##### The data

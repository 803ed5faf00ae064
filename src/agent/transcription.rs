// SYNOID Sovereign Ear
// Copyright (c) 2026 Xing_The_Creator | SYNOID
//
// Native Rust implementation of Whisper for local, private, word-level transcription.

use anyhow::{Context, Result};
use hf_hub::api::sync::Api;
use std::fs;
use std::path::{Path, PathBuf};
use std::sync::Arc;
use tracing::info;
use whisper_rs::{FullParams, SamplingStrategy, WhisperContext, WhisperContextParameters};

use crate::agent::collaborators::SpeechRecognizer;
use crate::agent::production_tools::extract_audio_for_asr;
use crate::timeline::{Transcript, Word, WordTimeline};

/// A loaded Whisper model. Open once per process (or per run), pass it to
/// the pipeline, close it when done.
pub struct WhisperSession {
    ctx: Arc<WhisperContext>,
    model_path: PathBuf,
    language: Option<String>,
}

impl WhisperSession {
    pub async fn open(
        model_name: &str,
        cache_dir: PathBuf,
        language: Option<String>,
        use_gpu: bool,
    ) -> Result<Self> {
        let model_name = model_name.to_string();

        // Locate or download the model, then load it, in a blocking task
        let (ctx, model_path) = tokio::task::spawn_blocking(move || {
            let model_path = Self::ensure_model(&model_name, &cache_dir)?;
            let params = WhisperContextParameters {
                use_gpu,
                ..Default::default()
            };
            let path_str = model_path
                .to_str()
                .context("Model path is not valid UTF-8")?;
            let ctx = WhisperContext::new_with_params(path_str, params)
                .map_err(|e| anyhow::anyhow!("Failed to load model: {:?}", e))?;
            Ok::<_, anyhow::Error>((ctx, model_path))
        })
        .await??;

        info!("[SOVEREIGN] Whisper session open: {:?}", model_path);
        Ok(Self {
            ctx: Arc::new(ctx),
            model_path,
            language,
        })
    }

    pub fn model_path(&self) -> &Path {
        &self.model_path
    }

    /// Release the model.
    pub fn close(self) {
        info!("[SOVEREIGN] Whisper session closed: {:?}", self.model_path);
    }

    /// Ensure the GGML model is present (Sovereign Ear - ModelDownloader)
    fn ensure_model(model_name: &str, base_dir: &Path) -> Result<PathBuf> {
        fs::create_dir_all(base_dir)?;

        let filename = format!("ggml-{}.bin", model_name);
        let model_path = base_dir.join(&filename);

        if model_path.exists() {
            info!("[SOVEREIGN] Found cached Whisper model: {:?}", model_path);
            return Ok(model_path);
        }

        info!("[SOVEREIGN] Downloading Whisper model: {}...", filename);

        // Use hf-hub to fetch from ggerganov/whisper.cpp
        let api = Api::new()?;
        let repo = api.model("ggerganov/whisper.cpp".to_string());
        let downloaded_path = repo.get(&filename)?;

        // Copy to our cache location for persistence/control
        fs::copy(&downloaded_path, &model_path)?;

        info!("[SOVEREIGN] Model secured: {:?}", model_path);
        Ok(model_path)
    }

    /// Transcribe a 16 kHz mono WAV into words.
    pub async fn transcribe_wav(&self, wav_path: &Path) -> Result<Transcript> {
        info!("[SOVEREIGN] Transcribing: {:?}", wav_path);
        let ctx = self.ctx.clone();
        let wav_path = wav_path.to_path_buf();
        let language = self.language.clone();

        let (text, words) = tokio::task::spawn_blocking(move || {
            let pcm = read_pcm_16k(&wav_path)?;
            decode_words(&ctx, &pcm, language.as_deref())
        })
        .await??;

        let words = WordTimeline::new(words).map_err(|e| anyhow::anyhow!("{}", e))?;
        info!("[SOVEREIGN] Transcription Complete: {} words.", words.len());
        Ok(Transcript { text, words })
    }
}

impl SpeechRecognizer for WhisperSession {
    async fn transcribe(&self, video_path: &Path) -> Result<Transcript> {
        if !video_path.exists() {
            anyhow::bail!("Video not found: {:?}", video_path);
        }
        let scratch = tempfile::Builder::new()
            .prefix("transcribe_video_")
            .tempdir()
            .context("Create ASR scratch dir")?;
        let wav = scratch.path().join("extracted_audio.wav");

        extract_audio_for_asr(video_path, &wav).await?;
        self.transcribe_wav(&wav).await
    }
}

fn read_pcm_16k(path: &Path) -> Result<Vec<f32>> {
    let mut reader = hound::WavReader::open(path).context("Open WAV")?;
    let spec = reader.spec();
    if spec.sample_rate != 16_000 || spec.channels != 1 {
        anyhow::bail!(
            "ASR expects 16 kHz mono, got {} Hz x {}",
            spec.sample_rate,
            spec.channels
        );
    }
    let pcm = reader
        .samples::<i16>()
        .map(|s| s.map(|s| s as f32 / 32768.0))
        .collect::<Result<Vec<f32>, _>>()
        .context("Read PCM samples")?;
    Ok(pcm)
}

/// Run Whisper with one-word segments so every segment carries a word timestamp.
fn decode_words(
    ctx: &WhisperContext,
    pcm: &[f32],
    language: Option<&str>,
) -> Result<(String, Vec<Word>)> {
    let mut state = ctx.create_state().context("Create state")?;

    let mut params = FullParams::new(SamplingStrategy::Greedy { best_of: 1 });
    params.set_language(language);
    params.set_print_special(false);
    params.set_print_progress(false);
    params.set_print_realtime(false);
    params.set_print_timestamps(false);
    params.set_token_timestamps(true);
    params.set_split_on_word(true);
    params.set_max_len(1);

    let num_threads = std::thread::available_parallelism()
        .map(|n| n.get())
        .unwrap_or(4) as i32;
    params.set_n_threads(num_threads);

    state.full(params, pcm).context("Running inference")?;

    let num_segments = state.full_n_segments().context("Get segments count")?;
    let mut words = Vec::new();
    for i in 0..num_segments {
        let text = state.full_get_segment_text(i).unwrap_or_default();
        let text = text.trim();
        if text.is_empty() {
            continue;
        }
        // centiseconds to seconds, kept at millisecond precision
        let start = round_ms(state.full_get_segment_t0(i).unwrap_or(0) as f64 / 100.0);
        let end = round_ms(state.full_get_segment_t1(i).unwrap_or(0) as f64 / 100.0);
        words.push(Word::new(text, start, end.max(start)));
    }

    let text = words
        .iter()
        .map(|w| w.text.as_str())
        .collect::<Vec<_>>()
        .join(" ");
    Ok((text, words))
}

fn round_ms(secs: f64) -> f64 {
    (secs * 1000.0).round() / 1000.0
}

#[cfg(test)]
mod tests {
    use super::*;

    #[test]
    fn test_round_ms() {
        assert_eq!(round_ms(1.23456), 1.235);
        assert_eq!(round_ms(0.0), 0.0);
    }

    #[test]
    fn test_read_pcm_rejects_wrong_rate() {
        let dir = tempfile::tempdir().unwrap();
        let path = dir.path().join("44k.wav");
        crate::timeline::audio::write_wav(&path, &[0.0; 441], 44_100).unwrap();
        assert!(read_pcm_16k(&path).is_err());

        let ok = dir.path().join("16k.wav");
        crate::timeline::audio::write_wav(&ok, &[0.0; 160], 16_000).unwrap();
        assert_eq!(read_pcm_16k(&ok).unwrap().len(), 160);
    }
}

##########

• **Problem statement**
Beginning at the line that holds "at millisecond precision", copy every line through the end of the entries exactly as given, and only those lines.

• **Task answer**
        // centiseconds to seconds, kept at millisecond precision
        let start = round_ms(state.full_get_segment_t0(i).unwrap_or(0) as f64 / 100.0);
        let end = round_ms(state.full_get_segment_t1(i).unwrap_or(0) as f64 / 100.0);
        words.push(Word::new(text, start, end.max(start)));
    }

    let text = words
        .iter()
        .map(|w| w.text.as_str())
        .collect::<Vec<_>>()
        .join(" ");
    Ok((text, words))
}

fn round_ms(secs: f64) -> f64 {
    (secs * 1000.0).round() / 1000.0
}

#[cfg(test)]
mod tests {
    use super::*;

    #[test]
    fn test_round_ms() {
        assert_eq!(round_ms(1.23456), 1.235);
        assert_eq!(round_ms(0.0), 0.0);
    }

    #[test]
    fn test_read_pcm_rejects_wrong_rate() {
        let dir = tempfile::tempdir().unwrap();
        let path = dir.path().join("44k.wav");
        crate::timeline::audio::write_wav(&path, &[0.0; 441], 44_100).unwrap();
        assert!(read_pcm_16k(&path).is_err());

        let ok = dir.path().join("16k.wav");
        crate::timeline::audio::write_wav(&ok, &[0.0; 160], 16_000).unwrap();
        assert_eq!(read_pcm_16k(&ok).unwrap().len(), 160);
    }
}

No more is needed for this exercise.